Three Israelis reportedly confessed Monday to kidnapping and killing 16-year-old Mohammed Abu Khdeir, re-enacting the crime in which the teen was burned alive. Witnesses saw Abu Khdeir thrown into a car with Israeli tags Wednesday. His body was found badly burned in a Jerusalem forest.
Prime Minister Benjamin Netanyahu called Abu Khdeir's father, describing the murder as "abhorrent" and "reprehensible."
"We acted immediately to apprehend the murderers," he said. "We will bring them to trial and they will be dealt with to the fullest extent of the law. We denounce all brutal behavior, the murder of your son is abhorrent and cannot be countenanced by any human being."
Israel's leading rabbis, meanwhile, said the murder violated tenets of Jewish law.
Chief Rabbi Yitzhak Yosef "fiercely denounce[d] the outrageous murder that was perpetrated against the innocent young man," his office said. Elyakim Levanon, a prominent rabbi among West Bank settlers, said Jewish law demands capital punishment for "such a cruel murder."
The Barkai Center for Practical Rabbinics, which trains communal rabbis, said that "revenge has absolutely no place in Judaism and that there is no such thing as murder in the name of God."
The Investigative Project on Terrorism joins in those condemnations. Abu Khdeir's murder was a heinous crime, every bit as evil as the Hamas killing of three Israeli teens – the incident which allegedly prompted this revenge attack.
"In the state of Israel, there is no difference between blood and blood," wrote outgoing and incoming Israeli presidents Shimon Peres and Reuven Rivlin in an Israeli newspaper column.
These unified expressions of horror and revulsion do show a difference in how Israeli and Palestinian societies react to terrorist violence. When teenagers Eyal Yifrach, Gilad Shaar and Naftali Frenkel, were kidnapped, Palestinian social media responded with mocking images of people holding up three fingers and hoping the boys would be used as trade-bait for Palestinians in Israeli prisons.
Meanwhile, as Palestinian Media Watch reported Monday, the Fatah Facebook page featured two direct threats of mass killing against Israelis.
"Sons of Zion, this is an oath to the Lord of the Heavens: Prepare all the bags you can for your body parts," a post seen Monday said.
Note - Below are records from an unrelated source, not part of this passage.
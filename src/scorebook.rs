use crate::session::{
    Choice,
    ChoiceRecord,
    DexId,
};
use color_eyre::eyre::{
    Result,
    WrapErr,
    eyre,
};
use reqwest::StatusCode;
use serde::{
    Deserialize,
    Serialize,
};
use std::{
    collections::HashMap,
    fmt,
};

/// Append-style sink for per-user ratings. Eventually consistent: writes are
/// never read back to confirm, and the local session stays authoritative.
#[derive(Clone)]
pub struct ScorebookClient {
    base_url: String,
    http: reqwest::Client,
}

#[derive(Clone, Debug, Default, PartialEq, Eq)]
pub struct ScoreData {
    pub choices: HashMap<DexId, Choice>,
    pub smash_count: u32,
    pub pass_count: u32,
}

impl ScoreData {
    pub fn highest_decided(&self) -> DexId {
        self.choices.keys().copied().max().unwrap_or(0)
    }
}

impl ScorebookClient {
    pub fn new(base_url: impl Into<String>) -> Result<Self> {
        let base_url = base_url.into().trim_end_matches('/').to_string();
        let http = reqwest::Client::builder()
            .build()
            .wrap_err("failed to build HTTP client for scorebook")?;
        Ok(Self { base_url, http })
    }

    pub async fn record_choice(
        &self,
        user_id: &str,
        record: &ChoiceRecord,
    ) -> Result<()> {
        let url = format!("{}/choices/{}", self.base_url, user_id);
        let res = self
            .http
            .post(url)
            .json(&ChoiceWriteDto::from(record))
            .send()
            .await
            .wrap_err("scorebook request failed")?;
        let status = res.status();
        if !status.is_success() {
            let body = res
                .text()
                .await
                .unwrap_or_else(|_| "<unavailable body>".to_string());
            return Err(eyre!(
                "scorebook responded with {status} when recording choice for {}: {body}",
                record.id
            ));
        }
        Ok(())
    }

    pub async fn get_score(&self, user_id: &str) -> Result<Option<ScoreData>> {
        let url = format!("{}/score/{}", self.base_url, user_id);
        let res = self
            .http
            .get(url)
            .send()
            .await
            .wrap_err("scorebook request failed")?;
        if res.status() == StatusCode::NOT_FOUND {
            return Ok(None);
        }
        let status = res.status();
        if !status.is_success() {
            let body = res
                .text()
                .await
                .unwrap_or_else(|_| "<unavailable body>".to_string());
            return Err(eyre!(
                "scorebook responded with {status} when fetching score for {user_id}: {body}"
            ));
        }
        let dto: ScoreDto = res
            .json()
            .await
            .wrap_err("invalid scorebook score payload")?;
        Ok(Some(dto.into()))
    }
}

impl fmt::Display for ScorebookClient {
    fn fmt(&self, f: &mut fmt::Formatter<'_>) -> fmt::Result {
        write!(f, "{}", self.base_url)
    }
}

#[derive(Serialize)]
struct ChoiceWriteDto {
    id: DexId,
    choice: Choice,
    decided_at: chrono::DateTime<chrono::Utc>,
}

impl From<&ChoiceRecord> for ChoiceWriteDto {
    fn from(record: &ChoiceRecord) -> Self {
        ChoiceWriteDto {
            id: record.id,
            choice: record.choice,
            decided_at: record.decided_at,
        }
    }
}

// The score document keys choices by the entry's id rendered as a string.
#[derive(Deserialize)]
#[serde(rename_all = "camelCase")]
struct ScoreDto {
    #[serde(default)]
    choices: HashMap<String, Choice>,
    #[serde(default)]
    smash_count: u32,
    #[serde(default)]
    pass_count: u32,
}

impl From<ScoreDto> for ScoreData {
    fn from(dto: ScoreDto) -> Self {
        let choices = dto
            .choices
            .into_iter()
            .filter_map(|(key, choice)| {
                key.parse::<DexId>().ok().map(|id| (id, choice))
            })
            .collect();
        ScoreData {
            choices,
            smash_count: dto.smash_count,
            pass_count: dto.pass_count,
        }
    }
}

#[cfg(test)]
mod tests {
    #![allow(non_snake_case)]
    use super::*;

    #[test]
    fn score_dto__converts_keys_into_dex_ids() {
        // given
        let json = r#"{
            "choices": { "1": "smash", "2": "pass", "garbage": "smash" },
            "smashCount": 1,
            "passCount": 1
        }"#;
        let dto: ScoreDto = serde_json::from_str(json).unwrap();

        // when
        let score: ScoreData = dto.into();

        // then
        assert_eq!(score.choices.get(&1), Some(&Choice::Smash));
        assert_eq!(score.choices.get(&2), Some(&Choice::Pass));
        assert_eq!(score.choices.len(), 2);
        assert_eq!(score.highest_decided(), 2);
    }

    #[test]
    fn score_dto__tolerates_a_sparse_document() {
        // given
        let dto: ScoreDto = serde_json::from_str("{}").unwrap();

        // when
        let score: ScoreData = dto.into();

        // then
        assert_eq!(score, ScoreData::default());
        assert_eq!(score.highest_decided(), 0);
    }
}
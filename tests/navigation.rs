#![allow(non_snake_case)]

use pokesmash::session::{
    Choice,
    DEX_START,
    ENDING_ID,
    NavError,
    RenderStyle,
    SessionState,
};
use proptest::prelude::*;

#[derive(Clone, Copy, Debug)]
enum Op {
    Advance,
    Retreat,
    Smash,
    Pass,
}

fn op_strategy() -> impl Strategy<Value = Op> {
    prop_oneof![
        Just(Op::Advance),
        Just(Op::Retreat),
        Just(Op::Smash),
        Just(Op::Pass),
    ]
}

proptest! {
    #![proptest_config(ProptestConfig { cases: 64, .. ProptestConfig::default() })]
    #[test]
    fn session__invariants_hold_for_any_input_sequence(
        ops in prop::collection::vec(op_strategy(), 0..600),
    ) {
        let mut session = SessionState::new(RenderStyle::Pixel);
        let mut prev_smashes = 0u32;
        let mut prev_passes = 0u32;
        for op in ops {
            match op {
                Op::Advance => {
                    let _ = session.advance();
                }
                Op::Retreat => {
                    let _ = session.retreat();
                }
                Op::Smash => {
                    let _ = session.record_decision(Choice::Smash);
                }
                Op::Pass => {
                    let _ = session.record_decision(Choice::Pass);
                }
            }
            // Position stays inside [1, 899] and never outruns the frontier.
            prop_assert!(session.current_id() >= DEX_START);
            prop_assert!(session.current_id() <= ENDING_ID);
            prop_assert!(
                u32::from(session.current_id())
                    <= u32::from(session.highest_decided()) + 1
            );
            // Counters are monotonic and bounded by the frontier.
            prop_assert!(
                session.smashes() + session.passes()
                    <= u32::from(session.highest_decided())
            );
            prop_assert!(session.smashes() >= prev_smashes);
            prop_assert!(session.passes() >= prev_passes);
            prev_smashes = session.smashes();
            prev_passes = session.passes();
        }
    }
}

#[test]
fn advance__refuses_to_browse_past_the_frontier() {
    // given
    let mut session = SessionState::new(RenderStyle::Pixel);
    session.record_decision(Choice::Smash).unwrap();
    session.retreat().unwrap();

    // when: one step forward is fine, the next crosses the frontier
    session.advance().unwrap();
    let result = session.advance();

    // then
    assert_eq!(result, Err(NavError::Undecided));
    assert_eq!(session.current_id(), 2);
}

#[test]
fn retreat__then_advance_walks_decided_territory_freely() {
    // given
    let mut session = SessionState::new(RenderStyle::Pixel);
    for _ in 0..20 {
        session.record_decision(Choice::Pass).unwrap();
    }

    // when
    for _ in 0..15 {
        session.retreat().unwrap();
    }
    for _ in 0..10 {
        session.advance().unwrap();
    }

    // then
    assert_eq!(session.current_id(), 16);
    assert_eq!(session.passes(), 20);
}

#[test]
fn move_to__ignores_out_of_range_targets_without_touching_state() {
    // given
    let mut session = SessionState::new(RenderStyle::Pixel);
    session.record_decision(Choice::Smash).unwrap();

    // when
    let below = session.move_to(0);
    let above = session.move_to(900);

    // then
    assert_eq!(below, Err(NavError::OutOfRange));
    assert_eq!(above, Err(NavError::OutOfRange));
    assert_eq!(session.current_id(), 2);
    assert_eq!(session.highest_decided(), 1);
}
Fatah is the party of Palestinian Authority President Mahmoud Abbas, and the primary power in the West Bank.
Netanyahu made a point of calling attention to this kind of incitement, which is common from the PA. "That is how we are different from our neighbors," he said. "Their murderers are hailed as heroes and public squares are named in their honor."
In the West Bank, dozens of public institutions, including a girls' school, a summer camp and other youth-oriented buildings, are named for Dalal Mughrabi, who led a team which hijacked a bus on Israel's coastal highway in 1978, killing 38 civilians – 13 of whom were children.